In short, Burns was witness to the aftermath of a slew of laws and regulations deliberately aimed at destruction — government used as a weapon against people, not an establishment for securing their Creator-given rights.
Burns grew up on his father’s farm, the oldest of seven siblings. Nevertheless, the local families including his own employed a tutor, and young Rabbie was taught to read and write. He was especially captivated by a book on William Wallace. Burns grew to hold the decided opinion that all men were created equal, a belief in steadfast opposition to that of the elitist ruling monarchy. For obvious reasons, he was supportive of the American Revolution. He was also a lover of women and whisky, both to notorious excess.
The government’s destructive meddling, meanwhile, continued. Dismay over excise tax collection led to a succession of laws to regulate and tax Scottish distilling. As is common with such overreach, however, it led to a black market and — as is also common — government officials perplexed by the unintended negative consequences of their taxation and regulation deciding that the solution was even more taxation and regulation. A proper history of Scotch will fill in fascinating details this summary leaves out.
Burns’ “Earnest Cry and Prayer” was prompted by the Scotch Distillery Act of 1786, a protectionist act on behalf of London gin distillers that hiked duties on whisky exported to England and taxed Scottish still capacity. It was a call for action to Scotland’s 45 members of Parliament from a man who knew all too well the destructive power of such acts.

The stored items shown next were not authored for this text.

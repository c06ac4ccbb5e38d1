//! In-process conversion backed by lopdf.
//!
//! Parsing and text extraction are CPU bound, so the whole conversion runs on
//! the blocking thread pool.

use async_trait::async_trait;
use bytes::Bytes;
use lopdf::{Document, Object};
use std::collections::HashMap;
use tracing::{debug, warn};

use super::markdown::{join_pages, page_to_markdown};
use super::{ConversionPipeline, ConvertOptions, ExtractedImage, PipelineError, PipelineOutput};

#[derive(Debug, Default)]
pub struct NativePipeline;

impl NativePipeline {
    pub fn new() -> Self {
        Self
    }
}

#[async_trait]
impl ConversionPipeline for NativePipeline {
    fn name(&self) -> &'static str {
        "native"
    }

    async fn convert(&self, pdf: Bytes, options: &ConvertOptions) -> Result<PipelineOutput, PipelineError> {
        if let Some(langs) = &options.langs {
            debug!(?langs, "Language hints are not used by the native backend");
        }

        let max_pages = options.max_pages;
        tokio::task::spawn_blocking(move || convert_document(&pdf, max_pages)).await?
    }
}

/// Synchronous conversion of an in-memory PDF.
pub fn convert_document(pdf: &[u8], max_pages: Option<usize>) -> Result<PipelineOutput, PipelineError> {
    let doc = Document::load_mem(pdf).map_err(|e| PipelineError::InvalidPdf(e.to_string()))?;

    let page_numbers: Vec<u32> = doc
        .get_pages()
        .into_keys()
        .take(max_pages.unwrap_or(usize::MAX))
        .collect();

    let (pages, failed_pages) = extract_pages(&page_numbers, |page| doc.extract_text(&[page]));

    let markdown = join_pages(pages);
    if markdown.is_empty() && !page_numbers.is_empty() {
        warn!(pages = page_numbers.len(), "No extractable text found; document may be scanned");
    }

    let mut metadata: HashMap<String, serde_json::Value> = HashMap::new();
    metadata.insert("pages".to_string(), page_numbers.len().into());
    metadata.insert("backend".to_string(), "native".into());
    if !failed_pages.is_empty() {
        metadata.insert("failed_pages".to_string(), failed_pages.into());
    }
    for (key, value) in document_info(&doc) {
        metadata.insert(key, value.into());
    }

    Ok(PipelineOutput {
        markdown,
        images: Some(collect_images(&doc)),
        metadata,
    })
}

/// Render each page to Markdown. A page whose text cannot be extracted (for
/// example one referencing a font lopdf cannot decode) still counts, with
/// empty text; its number is returned in the second list.
fn extract_pages<F, E>(page_numbers: &[u32], mut extract: F) -> (Vec<String>, Vec<u32>)
where
    F: FnMut(u32) -> Result<String, E>,
    E: std::fmt::Display,
{
    let mut pages = Vec::with_capacity(page_numbers.len());
    let mut failed = Vec::new();

    for &page in page_numbers {
        match extract(page) {
            Ok(text) => pages.push(page_to_markdown(&text)),
            Err(e) => {
                warn!(page, "Text extraction failed, page left empty: {}", e);
                failed.push(page);
                pages.push(String::new());
            }
        }
    }

    (pages, failed)
}

/// Every image XObject stored in the document.
fn collect_images(doc: &Document) -> Vec<ExtractedImage> {
    doc.objects
        .iter()
        .filter_map(|(id, object)| match object {
            Object::Stream(stream) => {
                let is_image = matches!(
                    stream.dict.get(b"Subtype"),
                    Ok(Object::Name(name)) if name.as_slice() == b"Image"
                );
                is_image.then(|| ExtractedImage {
                    name: format!("image_{}_{}", id.0, id.1),
                    format: stream.dict.get(b"Filter").ok().and_then(image_format),
                    size: stream.content.len(),
                })
            }
            _ => None,
        })
        .collect()
}

fn image_format(filter: &Object) -> Option<String> {
    let name = match filter {
        Object::Name(name) => name.as_slice(),
        // The last filter in a chain is the image encoding.
        Object::Array(filters) => match filters.last() {
            Some(Object::Name(name)) => name.as_slice(),
            _ => return None,
        },
        _ => return None,
    };

    match name {
        b"DCTDecode" => Some("jpeg".to_string()),
        b"JPXDecode" => Some("jp2".to_string()),
        b"JBIG2Decode" => Some("jbig2".to_string()),
        b"CCITTFaxDecode" => Some("ccitt".to_string()),
        b"FlateDecode" => Some("raw".to_string()),
        _ => None,
    }
}

/// Title, author and subject from the trailer's Info dictionary.
fn document_info(doc: &Document) -> Vec<(String, String)> {
    let info = doc
        .trailer
        .get(b"Info")
        .ok()
        .and_then(|obj| obj.as_reference().ok())
        .and_then(|id| doc.get_object(id).ok());

    let Some(Object::Dictionary(dict)) = info else {
        return Vec::new();
    };

    let fields: [(&str, &[u8]); 3] = [
        ("title", b"Title".as_slice()),
        ("author", b"Author".as_slice()),
        ("subject", b"Subject".as_slice()),
    ];

    fields
        .into_iter()
        .filter_map(|(key, pdf_key)| match dict.get(pdf_key) {
            Ok(Object::String(bytes, _)) => {
                let value = decode_pdf_string(bytes);
                (!value.trim().is_empty()).then(|| (key.to_string(), value))
            }
            _ => None,
        })
        .collect()
}

/// PDF text strings are UTF-16BE when they start with a byte order mark,
/// otherwise UTF-8 or Latin-1.
fn decode_pdf_string(bytes: &[u8]) -> String {
    if let Some(rest) = bytes.strip_prefix(&[0xFE, 0xFF]) {
        let units: Vec<u16> = rest
            .chunks_exact(2)
            .map(|pair| u16::from_be_bytes([pair[0], pair[1]]))
            .collect();
        return String::from_utf16_lossy(&units);
    }

    String::from_utf8(bytes.to_vec()).unwrap_or_else(|_| bytes.iter().map(|&b| b as char).collect())
}
use axum::{response::IntoResponse, routing::post, Router};
use tracing::info;

use crate::types::AppError;

pub const NOT_IMPLEMENTED_MESSAGE: &str = "Not implemented yet - use OpenAI embeddings for now";

pub fn router() -> Router {
    Router::new()
        .route("/generate-embeddings", post(generate_embeddings))
}

/// Placeholder for local embedding generation (body: `EmbeddingsRequest`).
/// The body is never read, so even malformed JSON gets the 501.
async fn generate_embeddings() -> impl IntoResponse {
    info!("Embeddings requested; route not implemented");
    AppError::NotImplemented(NOT_IMPLEMENTED_MESSAGE.to_string())
}
//! API Routes
//!
//! - `GET /health` - Fixed service identity
//! - `POST /convert-pdf` - PDF (base64) to Markdown
//! - `POST /generate-embeddings` - Placeholder, always 501

pub mod convert;
pub mod embeddings;
pub mod health;

use axum::Router;
use tracing::info;

use crate::middleware::{apply_body_limit, apply_cors, apply_trace};
use crate::models::AppState;

/// Create the main application router
pub fn create_router(state: AppState) -> Router {
    info!("Creating application router");

    let max_body_bytes = state.config.server.max_body_bytes;

    let router = Router::new()
        .merge(convert::router(state))
        .merge(embeddings::router())
        .merge(health::router());

    let router = apply_body_limit(router, max_body_bytes);
    let router = apply_cors(router);
    apply_trace(router)
}
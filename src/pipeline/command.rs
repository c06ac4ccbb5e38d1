//! Conversion through an external converter executable.
//!
//! The converter is invoked as
//! `<program> <input.pdf> --output_dir <dir> [options] [extra args]`, which is
//! the calling convention of `marker_single`. Whatever it leaves in the output
//! directory is collected afterwards:
//! - the first `*.md` file is the document text
//! - `.png` / `.jpg` / `.jpeg` files are the extracted images
//! - `*_meta.json` objects are merged into the metadata mapping

use async_trait::async_trait;
use bytes::Bytes;
use std::collections::HashMap;
use std::path::{Path, PathBuf};
use tokio::process::Command;
use tracing::{debug, info, warn};

use super::{ConversionPipeline, ConvertOptions, ExtractedImage, PipelineError, PipelineOutput};

const INPUT_FILE_NAME: &str = "input.pdf";

#[derive(Debug, Clone)]
pub struct CommandPipeline {
    program: PathBuf,
    extra_args: Vec<String>,
}

impl CommandPipeline {
    /// Resolve the converter executable. Fails when it cannot be found so the
    /// service never starts without a working pipeline.
    pub async fn load(program: &str, extra_args: Vec<String>) -> Result<Self, PipelineError> {
        let program = resolve_program(program)
            .ok_or_else(|| PipelineError::CommandNotFound(program.to_string()))?;
        info!(program = %program.display(), "Converter executable resolved");

        Ok(Self { program, extra_args })
    }

    fn build_args(&self, input: &Path, output_dir: &Path, options: &ConvertOptions) -> Vec<String> {
        let mut args = vec![
            input.to_string_lossy().to_string(),
            "--output_dir".to_string(),
            output_dir.to_string_lossy().to_string(),
        ];

        if let Some(max_pages) = options.max_pages {
            args.push("--max_pages".to_string());
            args.push(max_pages.to_string());
        }
        if let Some(langs) = options.langs.as_ref().filter(|l| !l.is_empty()) {
            args.push("--langs".to_string());
            args.push(langs.join(","));
        }
        args.push("--batch_multiplier".to_string());
        args.push(options.batch_multiplier.to_string());

        args.extend(self.extra_args.iter().cloned());
        args
    }
}

#[async_trait]
impl ConversionPipeline for CommandPipeline {
    fn name(&self) -> &'static str {
        "command"
    }

    async fn convert(&self, pdf: Bytes, options: &ConvertOptions) -> Result<PipelineOutput, PipelineError> {
        // Removed on drop, including on every error path below.
        let workdir = tempfile::tempdir()?;
        let input = workdir.path().join(INPUT_FILE_NAME);
        let output_dir = workdir.path().join("out");
        tokio::fs::write(&input, &pdf).await?;
        tokio::fs::create_dir_all(&output_dir).await?;

        let args = self.build_args(&input, &output_dir, options);
        debug!(program = %self.program.display(), ?args, "Running converter");

        let output = Command::new(&self.program).args(&args).output().await?;

        if !output.status.success() {
            let stderr = String::from_utf8_lossy(&output.stderr).trim().to_string();
            return Err(PipelineError::Command {
                status: output.status.code().unwrap_or(-1),
                stderr,
            });
        }

        collect_output(&output_dir).await
    }
}

/// Gather markdown, images and metadata from a finished converter run.
pub async fn collect_output(output_dir: &Path) -> Result<PipelineOutput, PipelineError> {
    let mut markdown_path: Option<PathBuf> = None;
    let mut images = Vec::new();
    let mut metadata: HashMap<String, serde_json::Value> = HashMap::new();

    let mut files = list_files(output_dir).await?;
    files.sort();

    for path in files {
        let file_name = path
            .file_name()
            .map(|n| n.to_string_lossy().to_string())
            .unwrap_or_default();
        let extension = path
            .extension()
            .map(|e| e.to_string_lossy().to_ascii_lowercase())
            .unwrap_or_default();

        match extension.as_str() {
            "md" if markdown_path.is_none() => markdown_path = Some(path),
            "png" | "jpg" | "jpeg" => {
                let size = tokio::fs::metadata(&path).await?.len() as usize;
                images.push(ExtractedImage {
                    name: file_name,
                    format: Some(if extension == "png" { "png" } else { "jpeg" }.to_string()),
                    size,
                });
            }
            "json" if file_name.ends_with("_meta.json") => {
                let raw = tokio::fs::read(&path).await?;
                match serde_json::from_slice::<serde_json::Value>(&raw) {
                    Ok(serde_json::Value::Object(map)) => metadata.extend(map),
                    Ok(_) => warn!(file = %file_name, "Converter metadata is not a JSON object"),
                    Err(e) => warn!(file = %file_name, "Unreadable converter metadata: {}", e),
                }
            }
            _ => {}
        }
    }

    let markdown_path = markdown_path.ok_or(PipelineError::MissingOutput)?;
    let markdown = tokio::fs::read_to_string(&markdown_path).await?;
    metadata.insert("backend".to_string(), "command".into());

    Ok(PipelineOutput {
        markdown,
        images: Some(images),
        metadata,
    })
}

/// All regular files below `root`, recursively.
async fn list_files(root: &Path) -> std::io::Result<Vec<PathBuf>> {
    let mut pending = vec![root.to_path_buf()];
    let mut files = Vec::new();

    while let Some(dir) = pending.pop() {
        let mut entries = tokio::fs::read_dir(&dir).await?;
        while let Some(entry) = entries.next_entry().await? {
            let file_type = entry.file_type().await?;
            if file_type.is_dir() {
                pending.push(entry.path());
            } else if file_type.is_file() {
                files.push(entry.path());
            }
        }
    }

    Ok(files)
}

fn resolve_program(program: &str) -> Option<PathBuf> {
    let candidate = Path::new(program);
    if candidate.components().count() > 1 {
        return candidate.is_file().then(|| candidate.to_path_buf());
    }

    let path_var = std::env::var_os("PATH")?;
    std::env::split_paths(&path_var)
        .map(|dir| dir.join(program))
        .find(|full| full.is_file())
}
//! Input validation utilities

use regex::Regex;
use std::sync::OnceLock;

/// Validate a display name
pub fn validate_name(name: &str) -> Result<(), String> {
    if name.trim().is_empty() {
        return Err("Name is required".to_string());
    }

    if name.len() > 100 {
        return Err("Name must be at most 100 characters long".to_string());
    }

    Ok(())
}

/// Validate email
pub fn validate_email(email: &str) -> Result<(), String> {
    if email.is_empty() {
        return Err("Email is required".to_string());
    }

    if email.len() > 100 {
        return Err("Email must be at most 100 characters long".to_string());
    }

    static EMAIL_REGEX: OnceLock<Regex> = OnceLock::new();
    let regex = EMAIL_REGEX.get_or_init(|| {
        Regex::new(r"^[a-zA-Z0-9._%+-]+@[a-zA-Z0-9.-]+\.[a-zA-Z]{2,}$")
            .expect("Failed to compile email regex")
    });

    if !regex.is_match(email) {
        return Err("Invalid email format".to_string());
    }

    Ok(())
}

/// Validate password
pub fn validate_password(password: &str) -> Result<(), String> {
    if password.is_empty() {
        return Err("Password is required".to_string());
    }

    if password.len() < 8 {
        return Err("Password must be at least 8 characters long".to_string());
    }

    if password.len() > 128 {
        return Err("Password must be at most 128 characters long".to_string());
    }

    let has_letter = password.chars().any(|c| c.is_ascii_alphabetic());
    let has_digit = password.chars().any(|c| c.is_ascii_digit());

    if !has_letter || !has_digit {
        return Err("Password must contain at least one letter and one digit".to_string());
    }

    Ok(())
}

#[cfg(test)]
mod tests {
    use super::*;

    #[test]
    fn accepts_reasonable_registration_input() {
        assert!(validate_name("Ayu Lestari").is_ok());
        assert!(validate_email("ayu@example.com").is_ok());
        assert!(validate_password("hunter2hunter2").is_ok());
    }

    #[test]
    fn rejects_bad_email() {
        assert!(validate_email("").is_err());
        assert!(validate_email("not-an-email").is_err());
        assert!(validate_email("a@b").is_err());
    }

    #[test]
    fn rejects_weak_password() {
        assert!(validate_password("").is_err());
        assert!(validate_password("short1").is_err());
        assert!(validate_password("onlyletters").is_err());
        assert!(validate_password("12345678").is_err());
        assert!(validate_password("gardenia7").is_ok());
    }
}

Throughout his appeal, Burns challenges them, many by name, to bear witness in Parliament to the devastating impact of “that curst restriction / On aqua-vita.” He appeals to their compassion and patriotism, calls on them to stand strong, flatters them as statesmen on par with Demosthenes, prays for God’s blessing on them, and wishes the devil on any hypocrites. Here is a representative stanza (with a standard English translation):
Paint Scotland greetin owre her thrisstle;
Her mutchkin stowp as toom’s a whissle;
An’ damn’d excisemen in a bustle,
Seizin a stell,
Triumphant, crushin’t like a mussel,
Or lampit shell!
Paint Scotland weeping over her thistle;
Her English pint pot as empty as a whistle;
And damned excisemen in a bustle,
Seizing a still,
Triumphant, crushing it like a mussel,
Or limpet shell!
He asks if any Scot could fail to feel his blood boil at seeing Mother Scotland’s stills destroyed and wealth plundered, crying to the MPs:
God bless your Honors! can ye see’t,
The kind, auld, cantie carlin greet,
An’ no get warmly to your feet,
An’ gar them hear it,
An’ tell them wi’ a patriot-heat,
Ye winna bear it?
God bless your Honors! can you see it,
The kind, old, jolly matron weep,
And not get warmly to your feet,
And make them hear it,
And tell them with a patriot heat,
You would not bear it?
He reminds them of their position, their knowledge of the law, and their rhetorical skills, before declaring: “Arouse, my boys! exert your mettle, / To get auld Scotland back her kettle” and to go in haste to Parliament and “strive, wi’ a’ your wit an’ lear, / To get remead” (“strive, with all your wit and learning, / To get redress”).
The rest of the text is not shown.